I have dreadful memories of that rat infested place called the Cosy, it used to smell so bad. I also recall buying the fritters from Mort's. My father played bowls in Caerau and I would go along with my tennis racket. I went to Blaencaerau school around 1958 and the teachers were dreadful. I got pinched, thumped and hit across the fingers, nice place. I learned to ride my bike near Brewers bus station and ended up very bruised. Who do I remember? Ann Chitty, Ceri Meredith, Claire Winslade, Robert Barlow, Philip Pearce, he was a very kind person, the family GP was Dr Penry. I loved picking whimberries, I can still taste them and have found them sold as jam in Brittany, they call them Myrtle. Janet Bailey, hairdresser in Caerau Road, is she still there? I left Caerau when I was 19.
I was born up The Monkey in 1957. I moved from there to George Street in 1966. The name of the street was Dunraven Place. The name of the pub was the Dunraven Hotel. There were 8 houses up The Monkey when I lived there. My mother told me there used to be more street there years ago. There wasn't anyone with the name Deere living up there when I lived there. All the houses got knocked down not long after I moved from there. I remember going down that banking and hill to school. There is a Deere family living in Caerau, I don't know if they are related. Good luck.
VJ Day in Caerau.
The present commemorations of VJ Day bring back happy memories of Caerau. I stayed there briefly at that time while my father worked as a locum for a Dr Llewelliyn. I was very young, but I remember being very happy there. I played with a little girl called Viola Angel whom I have always remembered. I even spent a short time at the primary school. I remember being driven about the beautiful countryside in an old Baby Morris car which used to break down frequently. My memory of the town is hazy, and I was so surprised to see how big it is on Google Earth. The surgery we stayed at was beside a little river. The telephone no. was Caerau 3! I had been evactuated from Glasgow earlier and spent time all over Scotland. I was a very disrupteted time for children and thier parents, but this short period in Caerau remains very strongly in my memories as a contented, happy period.
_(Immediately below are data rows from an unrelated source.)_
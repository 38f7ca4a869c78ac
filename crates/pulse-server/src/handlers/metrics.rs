//! Prometheus exposition endpoint.

use axum::{extract::State, response::IntoResponse};
use metrics_exporter_prometheus::PrometheusHandle;
use pulse_cache::FetchCache;

/// State of the `/metrics` router.
#[derive(Clone)]
pub struct MetricsState {
    pub prometheus: PrometheusHandle,
    pub cache: FetchCache,
}

/// Renders every registered metric. The entry gauge is refreshed first since
/// it is otherwise only updated on lookups.
pub async fn metrics_handler(State(state): State<MetricsState>) -> impl IntoResponse {
    state
        .cache
        .metrics()
        .update_entry_count(state.cache.entry_count());
    state.prometheus.render()
}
Caerau Families From The Past
Hi I am wondering if anyone can help. My mum Annie Louisa Deere (who sadly past away last year with Alzheimer's) was born in Caerau in 1925, her father's name was Thomas Deere, and her mother was Florence. I know from what she had told us that she lived in a row of houses at the top of a mountain or part way up, I believe that there was a pub (but once again I am not sure as with Alzheimer's everything gets mixed up). She would recall the street as Monkey Island (although I think this was a endearing term for it from her childhood) .And she would recall how her and her brother Tommy (Thomas, same name as his father) would run down the mountain to school, once again I am not sure which school. Thomas Deere and his family moved from Caerau, I beleive when she was around 10 or 12, to Doncaster to work in the mine at Askern. I know before they moved there was Sophia, Thomas,... Read more
Hi, could any one send me more photos of Caerau Top School, 1966/70.
I well remember Bryn Gearge ,when we were younger he lived across the back lane from our house. He raced pigeons and often we had to go and look for my father at dinner time as he would be talking to Bryn about pigeon racing.
Hello, we lived in Railway Terrace, moved to Scotland in 1963. We spent many a Saturday morning in the Cozy Picture House, then across the road to the chippy for some potato fitters (lovely with lots of vinegar). James Sims, Elaine Brain, Marlene Griftfths. Gran lived in Albert Street.
Did anyone go to Tonna Road school in the 1950s?
My name is Clifford Halfyard. I was born in 1926 at 13 Carmen Street, Caerau. I worked in Caerau and St John's Colliery before moving to England with my wife Joan. My wife's family name is Bailey and they were from Caerau. My grandfather and grandmother lived in 12 Carmen Street.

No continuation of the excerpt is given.